Dans cette zone d’entre-deux, où n’est
entrée dans l’espace public à côté de l’hétérosexualité que l’homosexualité de
celles et ceux qui ont choisi qu’il en soit ainsi, soit de par le mariage, soit
de par leur visibilité, il y a désormais les pédés du FN qui ne se sont pas
assez opposés au mariage pour tous !
Car l’arbitrage judiciaire a, à l’heure
actuelle, décidé de ne s’en tenir qu’au personnel politique et même qu’aux
responsables politiques de premier plan (en-soi, ça laisse bien de la place à d’autres
outing possibles, y compris au sein d’autres formations que le FN !)[5].
Cela montre bien que nous sommes encore
loin de la banalisation. On peut révéler l’orientation sexuelle de Florian
Philippot mais pas l’identité de son compagnon. Closer ne s’y est d’ailleurs pas risqué !
Le parallèle avec un couple hétéro que certains développent ne tient pas. Pas
encore du moins. Quel sens aurait un article de Closer nous annonçant l’hétérosexualité de
Hollande illustré d’une photo le montrant en compagnie d’une actrice floutée !
Et si ce parallèle ne tient pas, c’est
bien par ce qu’il n’y a toujours pas d’équivalence
entre le fait de dire d’une personne qu’elle est hétérosexuelle ou
homosexuelle. Le personnel politique qui s’indigne, à grands renforts de tweets
scandalisés contre la violation de la vie
privée de leur collègue FN, n’en est pas le moins responsable qui se refuse à
mettre en œuvre une politique indubitable contre l’homophobie à tous les étages.
Mais il est tellement plus simple d’exprimer une solidarité de classe (car même
homo, même Front National, Philippot n’en appartient pas moins à cette classe
privilégiée de dirigeants politiques professionnels) que de prendre ses
responsabilités.
C’est aussi pourquoi
contrairement à ce que prétend la rédactrice en chef de Closer, il demeure non anodin de
révéler l’homosexualité d’une personne. Parce que quelles que soient les avancées,
la société française reste homophobe. Et c’est là qu’est le scandale (pas dans
une violation de la vie privée qui n’existe pas). Un scandale qui ne suscite
pas d’indignation généralisée.
Suite à cet outing, Florian
Philippot subira certainement, conséquences aussi des options politiques qu’il
défend, des attaques, sur la base de son orientation sexuelle. Je ne doute pas
non plus qu’il trouvera le moyen de les retourner à son profit, et hélas à
celui de son parti.
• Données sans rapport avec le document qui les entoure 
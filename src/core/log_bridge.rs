//! Routes records of the `log` facade through a [`Logger`]
//!
//! ```no_run
//! use styled_logger::Logger;
//! use log::LevelFilter;
//!
//! Logger::new().install(LevelFilter::Debug).unwrap();
//! log::warn!("disk almost full");
//! ```

use super::error::Result;
use super::log_type::Preset;
use super::logger::Logger;
use log::{Level, LevelFilter, Log, Metadata, Record};

impl From<Level> for Preset {
    fn from(level: Level) -> Self {
        match level {
            Level::Error => Preset::Error,
            Level::Warn => Preset::Warn,
            Level::Info => Preset::Info,
            Level::Debug | Level::Trace => Preset::Debug,
        }
    }
}

impl Log for Logger {
    fn enabled(&self, _metadata: &Metadata<'_>) -> bool {
        true
    }

    fn log(&self, record: &Record<'_>) {
        if !self.enabled(record.metadata()) {
            return;
        }
        let preset = Preset::from(record.level());
        if let Err(e) = self.write(preset, record.args().to_string()) {
            eprintln!("[LOGGER ERROR] Failed to write {} record: {}", preset, e);
        }
    }

    fn flush(&self) {
        if let Err(e) = Logger::flush(self) {
            eprintln!("[LOGGER ERROR] Flush failed: {}", e);
        }
    }
}

impl Logger {
    /// Install this logger as the global `log` implementation.
    ///
    /// Fails if another logger was already installed.
    pub fn install(self, max_level: LevelFilter) -> Result<()> {
        log::set_boxed_logger(Box::new(self))?;
        log::set_max_level(max_level);
        Ok(())
    }
}
//! Console appender implementation

use crate::core::{Appender, LoggerError, Record, Result, Stream};
use std::io::{self, Write};

/// Which standard streams the console appender may use
#[derive(Clone, Copy, PartialEq, Eq, Debug, Hash, Default)]
pub enum TerminalMode {
    /// Only use stdout
    Stdout,
    /// Only use stderr
    Stderr,
    /// Follow each log type's stream
    #[default]
    Mixed,
}

pub struct ConsoleAppender {
    mode: TerminalMode,
    out: Box<dyn Write + Send>,
    err: Box<dyn Write + Send>,
}

impl ConsoleAppender {
    pub fn new() -> Self {
        Self::with_writers(io::stdout(), io::stderr())
    }

    /// Use arbitrary writers in place of stdout and stderr
    ///
    /// # Example
    ///
    /// ```
    /// use styled_logger::appenders::ConsoleAppender;
    ///
    /// let appender = ConsoleAppender::with_writers(Vec::new(), std::io::sink());
    /// ```
    pub fn with_writers<O, E>(out: O, err: E) -> Self
    where
        O: Write + Send + 'static,
        E: Write + Send + 'static,
    {
        Self {
            mode: TerminalMode::default(),
            out: Box::new(out),
            err: Box::new(err),
        }
    }

    #[must_use]
    pub fn with_mode(mut self, mode: TerminalMode) -> Self {
        self.mode = mode;
        self
    }

    fn target(&self, stream: Stream) -> Stream {
        match self.mode {
            TerminalMode::Stdout => Stream::Stdout,
            TerminalMode::Stderr => Stream::Stderr,
            TerminalMode::Mixed => stream,
        }
    }
}

impl Default for ConsoleAppender {
    fn default() -> Self {
        Self::new()
    }
}

impl Appender for ConsoleAppender {
    fn append(&mut self, record: &Record<'_>) -> Result<()> {
        match self.target(record.stream) {
            Stream::Stdout => writeln!(self.out, "{}", record.line)
                .map_err(|e| LoggerError::io_operation("writing to stdout", e)),
            Stream::Stderr => writeln!(self.err, "{}", record.line)
                .map_err(|e| LoggerError::io_operation("writing to stderr", e)),
        }
    }

    fn flush(&mut self) -> Result<()> {
        // Flush both since we write to both
        self.out.flush()?;
        self.err.flush()?;
        Ok(())
    }

    fn name(&self) -> &str {
        "console"
    }
}
//! Logging macros for ergonomic log message formatting.
//!
//! These macros provide a convenient interface for logging with automatic
//! string formatting, similar to `println!` and `format!`. Each expands to a
//! `Result<()>` from [`Logger::write`](crate::Logger::write).
//!
//! # Examples
//!
//! ```
//! use styled_logger::prelude::*;
//! use styled_logger::{info, log};
//!
//! let mut logger = Logger::new();
//! logger.create_type("highlight", ["yellow", "bold"])?;
//!
//! // Basic logging
//! info!(logger, "Server started")?;
//!
//! // With format arguments
//! let port = 8080;
//! info!(logger, "Server listening on port {}", port)?;
//!
//! // Custom types
//! log!(logger, "highlight", "{} new messages", 3)?;
//! # Ok::<(), LoggerError>(())
//! ```

/// Write a formatted message under any log type.
///
/// # Examples
///
/// ```
/// # use styled_logger::prelude::*;
/// # let logger = Logger::new();
/// use styled_logger::log;
/// log!(logger, Preset::Info, "Simple message").unwrap();
/// log!(logger, "error", "Error code: {}", 500).unwrap();
/// ```
#[macro_export]
macro_rules! log {
    ($logger:expr, $log_type:expr, $($arg:tt)+) => {
        $logger.write($log_type, format!($($arg)+))
    };
}

/// Write an info message.
#[macro_export]
macro_rules! info {
    ($logger:expr, $($arg:tt)+) => {
        $crate::log!($logger, $crate::Preset::Info, $($arg)+)
    };
}

/// Write a warning message.
#[macro_export]
macro_rules! warn {
    ($logger:expr, $($arg:tt)+) => {
        $crate::log!($logger, $crate::Preset::Warn, $($arg)+)
    };
}

/// Write an error message.
///
/// # Examples
///
/// ```
/// # use styled_logger::prelude::*;
/// # let logger = Logger::new();
/// use styled_logger::error;
/// error!(logger, "Error code: {}, message: {}", 500, "Internal error").unwrap();
/// ```
#[macro_export]
macro_rules! error {
    ($logger:expr, $($arg:tt)+) => {
        $crate::log!($logger, $crate::Preset::Error, $($arg)+)
    };
}

/// Write a debug message.
#[macro_export]
macro_rules! debug {
    ($logger:expr, $($arg:tt)+) => {
        $crate::log!($logger, $crate::Preset::Debug, $($arg)+)
    };
}

/// Write a success message.
#[macro_export]
macro_rules! success {
    ($logger:expr, $($arg:tt)+) => {
        $crate::log!($logger, $crate::Preset::Success, $($arg)+)
    };
}

/// Write a failure message.
#[macro_export]
macro_rules! failure {
    ($logger:expr, $($arg:tt)+) => {
        $crate::log!($logger, $crate::Preset::Failure, $($arg)+)
    };
}

/// Write an unstyled message.
#[macro_export]
macro_rules! plain {
    ($logger:expr, $($arg:tt)+) => {
        $crate::log!($logger, $crate::Preset::Plain, $($arg)+)
    };
}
Mais en raison de son statut social privilégié, les risques qu’il encourt n’ont
rien à voir avec les multiples agressions quotidiennes que vivent des pédés et
des gouines anonymes. Ces pédés et ces gouines, elles et eux, ne bénéficieront
pas d’un tel élan de solidarité politique.
L’outing est à la fois
symptôme et thermomètre. Et la seule chose qu’il traduit en fait, c’est le degré
d’homophobie environnementale.
[1]
Deux cadres du Front National souhaitaient interdire à Octave Nitkovski de mentionner leur
orientation sexuelle dans son livre, Le
Front national des villes et le Front national des champs, (éditions Jacob-Duvernet).
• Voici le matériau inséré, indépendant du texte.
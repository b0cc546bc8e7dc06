//! Custom log type example
//!
//! Demonstrates registering custom types by name, by token, through a
//! factory and from JSON configuration.
//!
//! Run with: cargo run --example custom_types

use styled_logger::log;
use styled_logger::prelude::*;

fn main() -> Result<()> {
    println!("=== Styled Logger - Custom Types Example ===\n");

    let mut logger = Logger::new();

    println!("1. Named custom type:");
    logger.create_type("highlight", ["yellow", "bold"])?;
    logger.write("highlight", "Look here")?;
    log!(logger, "highlight", "{} unread messages", 3)?;

    println!("\n2. Token custom type (never collides with names):");
    let audit = TypeToken::with_description("audit");
    logger.create_type(&audit, ["black", "on_cyan"])?;
    logger.write(&audit, "user 42 logged in")?;

    println!("\n3. Factory-built type writing to stderr:");
    let styles = Style::parse_list(["bright_magenta", "underline"])?;
    logger.register_custom_type("alert", styles, |styles| {
        StyledType::new(styles).with_stream(Stream::Stderr)
    })?;
    logger.write("alert", "Certificate expires in 3 days")?;

    println!("\n4. Collisions are rejected:");
    if let Err(e) = logger.create_type("info", ["red"]) {
        println!("   {}", e);
    }

    println!("\n5. Types from configuration:");
    let config = LoggerConfig::from_json_str(
        r##"{
            "labels": true,
            "types": { "deploy": { "styles": ["#ff8800", "bold"] } }
        }"##,
    )?;
    let configured = Logger::from_config(config)?;
    configured.write("deploy", "Rolled out v1.2.0")?;

    println!("\n=== Example completed successfully! ===");

    Ok(())
}
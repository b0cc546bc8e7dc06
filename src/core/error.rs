//! Error types for the logger system

pub type Result<T> = std::result::Result<T, LoggerError>;

#[derive(Debug, thiserror::Error)]
pub enum LoggerError {
    /// Write or lookup for a log type that is neither a preset nor registered
    #[error("Unknown log type '{name}'")]
    UnknownType { name: String },

    /// Registration collided with a preset or an already registered type
    #[error("Log type '{name}' is already defined")]
    DuplicateType { name: String },

    /// Style name not recognized by the styling engine
    #[error("Invalid style '{name}'")]
    InvalidStyle { name: String },

    /// IO error with context
    #[error("IO error while {operation}: {source}")]
    IoOperation {
        operation: String,
        #[source]
        source: std::io::Error,
    },

    /// Generic IO error
    #[error("IO error: {0}")]
    IoError(#[from] std::io::Error),

    /// JSON deserialization error
    #[error("JSON error: {0}")]
    JsonError(#[from] serde_json::Error),

    /// Invalid configuration with details
    #[error("Invalid configuration for {component}: {message}")]
    InvalidConfiguration { component: String, message: String },

    /// A global `log` logger was already installed
    #[error("Failed to install logger: {0}")]
    SetLogger(#[from] log::SetLoggerError),
}

impl LoggerError {
    /// Create an unknown type error
    pub fn unknown_type(name: impl Into<String>) -> Self {
        LoggerError::UnknownType { name: name.into() }
    }

    /// Create a duplicate type error
    pub fn duplicate_type(name: impl Into<String>) -> Self {
        LoggerError::DuplicateType { name: name.into() }
    }

    /// Create an invalid style error
    pub fn invalid_style(name: impl Into<String>) -> Self {
        LoggerError::InvalidStyle { name: name.into() }
    }

    /// Create an IO operation error with context
    pub fn io_operation(operation: impl Into<String>, source: std::io::Error) -> Self {
        LoggerError::IoOperation {
            operation: operation.into(),
            source,
        }
    }

    /// Create an invalid configuration error
    pub fn config(component: impl Into<String>, message: impl Into<String>) -> Self {
        LoggerError::InvalidConfiguration {
            component: component.into(),
            message: message.into(),
        }
    }
}
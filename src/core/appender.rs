//! Appender trait for log output destinations

use super::{error::Result, log_type::LogType, log_type::Stream};

/// A rendered line on its way to an output destination
#[derive(Debug, Clone, Copy)]
pub struct Record<'a> {
    pub log_type: &'a LogType,
    pub stream: Stream,
    /// The message as passed by the caller
    pub message: &'a str,
    /// The styled line, without trailing newline
    pub line: &'a str,
}

pub trait Appender: Send {
    fn append(&mut self, record: &Record<'_>) -> Result<()>;
    fn flush(&mut self) -> Result<()>;
    fn name(&self) -> &str;
}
A propos de cette affaire, on pourra lire l’un de mes posts précédents : http://gwenfauchois.blogspot.fr/2013/12/ce-nest-toujours-pas-de-louting.html,
[2] http://yagg.com/2013/12/19/la-justice-autorise-la-revelation-de-lhomosexualite-dun-cadre-du-fn/,
Yagg, 19 décembre 2013
[3]« Chacun a droit au respect de sa vie privée. Les
juges peuvent, sans préjudice de la réparation du dommage subi, prescrire
toutes mesures, telles que séquestre, saisie et autres, propres à empêcher ou
faire cesser une atteinte à l'intimité de la vie privée : ces mesures peuvent,
s'il y a urgence, être ordonnées en référé. »
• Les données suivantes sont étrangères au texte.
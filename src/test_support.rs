//! Writers for capturing appender output in unit tests

use parking_lot::Mutex;
use std::io::{self, Write};
use std::sync::Arc;

#[derive(Clone, Default)]
pub(crate) struct SharedBuffer(Arc<Mutex<Vec<u8>>>);

impl SharedBuffer {
    pub(crate) fn text(&self) -> String {
        String::from_utf8(self.0.lock().clone()).expect("appender output is utf-8")
    }
}

impl Write for SharedBuffer {
    fn write(&mut self, buf: &[u8]) -> io::Result<usize> {
        self.0.lock().extend_from_slice(buf);
        Ok(buf.len())
    }

    fn flush(&mut self) -> io::Result<()> {
        Ok(())
    }
}

pub(crate) struct BrokenPipe;

impl Write for BrokenPipe {
    fn write(&mut self, _buf: &[u8]) -> io::Result<usize> {
        Err(io::Error::new(io::ErrorKind::BrokenPipe, "closed"))
    }

    fn flush(&mut self) -> io::Result<()> {
        Ok(())
    }
}
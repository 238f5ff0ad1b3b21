// SPDX-License-Identifier: MIT
//
// Author: Johannes Leupolz <dev@leupolz.eu>

/// Result of running one scrub job.
#[derive(Debug, Clone, Copy, PartialEq, Eq)]
pub enum JobStatus {
    /// The job could not be launched at all (environment or binding failure).
    LaunchFailed,
    /// The job ran. 0 is clean, anything else means problems were found.
    Exited(i32),
    /// The job was stopped before it finished on its own. Carries no result.
    Cancelled,
}

impl JobStatus {
    /// -1 if the job did not finish on its own, the job's own code otherwise.
    pub fn code(&self) -> i32 {
        match self {
            JobStatus::LaunchFailed | JobStatus::Cancelled => -1,
            JobStatus::Exited(code) => *code,
        }
    }
}

impl std::fmt::Display for JobStatus {
    fn fmt(&self, f: &mut std::fmt::Formatter<'_>) -> std::fmt::Result {
        write!(f, "{}", self.code())
    }
}

pub trait ScrubJob: Send + Sync + 'static {
    /// Free-form description, used for logging or debugging
    fn desc(&self) -> &str;

    /// Runs the job to completion. Blocks the calling thread.
    fn start(&self) -> JobStatus;

    /// Asks a running job to terminate. May be called from another thread
    /// while `start` blocks, and also before `start`, in which case `start`
    /// must not launch anything and returns `Cancelled`.
    fn stop(&self);
}

impl std::fmt::Debug for dyn ScrubJob {
    fn fmt(&self, f: &mut std::fmt::Formatter<'_>) -> std::fmt::Result {
        f.debug_struct("ScrubJob")
            .field("desc", &self.desc())
            .finish()
    }
}
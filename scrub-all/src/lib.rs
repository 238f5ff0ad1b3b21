// SPDX-License-Identifier: MIT
// scrub-all: runs one filesystem scrub per mounted filesystem, in parallel
// wherever the filesystems do not share a disk.
//
// Author: Johannes Leupolz <dev@leupolz.eu>

pub mod cancellation;
pub mod config;
pub mod job_engine;
pub mod jobs;
pub mod mount_map;
pub mod process_tools;
pub mod service_control;
// SPDX-License-Identifier: MIT
//
// Author: Johannes Leupolz <dev@leupolz.eu>

//! Stands in for a filesystem checker: logs when it runs, sleeps, and exits
//! with a chosen code.

use std::path::PathBuf;
use std::thread;
use std::time::Duration;

use clap::Parser;
use log::debug;
use scrub_all_tests::checker_log::{self, Phase};

#[derive(Debug, Parser)]
struct Args {
    /// How long to "scrub"
    #[arg(long, default_value_t = 0)]
    sleep_ms: u64,

    /// MOUNTPOINT=MILLIS, may be repeated
    #[arg(long, value_parser = parse_override)]
    sleep_ms_for: Vec<(String, i32)>,

    /// Exit code for every mountpoint not listed in --exit-code-for
    #[arg(long, default_value_t = 0)]
    exit_code: i32,

    /// MOUNTPOINT=CODE, may be repeated
    #[arg(long, value_parser = parse_override)]
    exit_code_for: Vec<(String, i32)>,

    /// JSON-lines file that records start and end of every run
    #[arg(long)]
    log: Option<PathBuf>,

    mountpoint: String,
}

fn parse_override(s: &str) -> Result<(String, i32), String> {
    let (mountpoint, value) = s
        .rsplit_once('=')
        .ok_or_else(|| format!("expected MOUNTPOINT=VALUE, got {s}"))?;
    let value = value.parse().map_err(|e| format!("bad value in {s}: {e}"))?;
    Ok((mountpoint.to_string(), value))
}

fn lookup(overrides: &[(String, i32)], mountpoint: &str) -> Option<i32> {
    overrides
        .iter()
        .find(|(m, _)| m == mountpoint)
        .map(|(_, value)| *value)
}

fn main() -> std::io::Result<()> {
    env_logger::Builder::from_env(env_logger::Env::default().default_filter_or("warn")).init();
    let args = Args::parse();
    debug!("{:?}", args);

    if let Some(log) = &args.log {
        checker_log::append(log, &args.mountpoint, Phase::Start)?;
    }
    let sleep_ms = lookup(&args.sleep_ms_for, &args.mountpoint)
        .map(|ms| ms.max(0) as u64)
        .unwrap_or(args.sleep_ms);
    thread::sleep(Duration::from_millis(sleep_ms));
    if let Some(log) = &args.log {
        checker_log::append(log, &args.mountpoint, Phase::End)?;
    }

    let code = lookup(&args.exit_code_for, &args.mountpoint).unwrap_or(args.exit_code);
    std::process::exit(code);
}
// SPDX-License-Identifier: MIT
//
// Author: Johannes Leupolz <dev@leupolz.eu>

use std::io::Write;
use std::path::{Path, PathBuf};
use std::sync::Arc;

use log::debug;

use crate::job_engine::context::ScrubContext;
use crate::job_engine::job::{JobStatus, ScrubJob};

/// The job registered with the scheduler for one mountpoint. Tries its
/// runners in order until one of them actually runs.
pub struct MountScrub {
    desc: String,
    mountpoint: PathBuf,
    runners: Vec<Arc<dyn ScrubJob>>,
    ctx: Arc<ScrubContext>,
}

impl MountScrub {
    pub fn new(
        mountpoint: &Path,
        runners: Vec<Arc<dyn ScrubJob>>,
        ctx: Arc<ScrubContext>,
    ) -> Self {
        Self {
            desc: format!("scrub of {}", mountpoint.display()),
            mountpoint: mountpoint.to_path_buf(),
            runners,
            ctx,
        }
    }
}

impl ScrubJob for MountScrub {
    fn desc(&self) -> &str {
        &self.desc
    }

    fn start(&self) -> JobStatus {
        println!("Scrubbing {}...", self.mountpoint.display());
        let _ = std::io::stdout().flush();
        for runner in &self.runners {
            if self.ctx.is_terminating() {
                debug!("not trying {}, termination requested", runner.desc());
                return JobStatus::Cancelled;
            }
            match runner.start() {
                JobStatus::Exited(code) => {
                    println!("Scrubbing {} done, (err={})", self.mountpoint.display(), code);
                    let _ = std::io::stdout().flush();
                    return JobStatus::Exited(code);
                }
                JobStatus::LaunchFailed => {
                    debug!("{} could not be launched", runner.desc());
                }
                JobStatus::Cancelled => return JobStatus::Cancelled,
            }
        }
        eprintln!("Unable to start scrub tool for {}.", self.mountpoint.display());
        JobStatus::LaunchFailed
    }

    /// Stops the active runner and keeps the remaining ones from launching.
    fn stop(&self) {
        for runner in &self.runners {
            runner.stop();
        }
    }
}
// SPDX-License-Identifier: MIT
//
// Author: Johannes Leupolz <dev@leupolz.eu>

pub mod checker_log;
[4] Sur cette question, on pourra se reporter à un de mes
précédents textes:
http://gwenfauchois.blogspot.fr/2013/06/louting-une-plaisanterie.html
[5] Ainsi la Cour d'appel de Paris a estimé que le droit à
l’information du public devait l’emporter sur « l’atteinte à la vie
privée » dans le cas de Steeve
Briois, compte tenu de son statut de «personnalité politique
de premier plan» mais
pas dans le cas du second cadre FN qui était mentionné dans le livre de Nitkovski.